Hosting provider Uberspace has suffered another setback in a German court. The court of appeal ruled against youtube-dl’s former hosting provider, holding it liable for alleged violations of YouTube’s copyright protection measures. The owner of the company is currently considering further appeal options. Meanwhile, youtube-dl remains available on GitHub.
by their logic, right clicking an image and clicking save is illegal.
You say that but they literally went to court against a journalist claiming they “hacked” them because the journalist simply referenced their html code that is visible from pressing F12.
https://arstechnica.com/tech-policy/2021/10/viewing-website-html-code-is-not-illegal-or-hacking-prof-tells-missouri-gov/
Luckily I think the case was dismissed but it was really close and was extremely problematic to begin with.

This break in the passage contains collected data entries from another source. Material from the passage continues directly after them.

use spyglass::Interpreter;
use std::path::Path;
use std::process::ExitCode;

fn main() -> ExitCode {
    let scripts: Vec<String> = std::env::args().skip(1).collect();
    if scripts.is_empty() {
        eprintln!("usage: spyglass <script>...");
        return ExitCode::from(2);
    }

    let mut interp = Interpreter::new();
    let mut last = spyglass::Value::Nil;
    for script in &scripts {
        match interp.eval_script(Path::new(script)) {
            Ok(value) => last = value,
            Err(err) => {
                eprintln!("{}", interp.render_error(&err));
                return ExitCode::FAILURE;
            }
        }
    }
    println!("{}", last);
    ExitCode::SUCCESS
}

ngl making a troll “hacker” account that just publishes the f12 screen and simple inspect element edits would be gold. “Today we hacked Elon and made him pro BlueSky!”
Give it a few more years and it will probably be over there. I don’t know whether it’s an ongoing thing or what since I haven’t kept up with it, but there is/was(?) a case of some Springer Verlag trying to say that an ad blocker violates copyright law, going after Eyeo/Adblocker Plus.
To be fair, Eyeo/ABP deserved everything they had coming at them. They not only blocked ads, but there was code found to replace Amazon affiliate links with an affiliate id from them. (German report here - look for the part about typoRules.js.)
Fair enough.
I mean, that was Getty Image’s whole case against Google’s “view image” button. And Getty won that legal battle, so clearly they have some legal ground to stand on, even though most people would think it’s bullshit.
What logic do you mean?
Images are typically not encrypted with protection measures [in transit].
What are you talking about? 95% of the web uses SSL. 100% of the top-100 sites use SSL.
Just about every single image, video, and line of text you’ve ever seen online was encrypted in transit.
I don’t think that qualifies as “protection” of copyrighted content before law?
Some YouTube videos are protected like that, others not. The lawsuit is about those being circumvented. It is NOT about SSL or circumventing SSL.
An equivalent would be a copyright protection on images. Not SSL.
Forgive me if I am lacking the correct term for it.
I don’t care about the intent of the encryption. I outright reject any argument that criminalizes the use of decryption.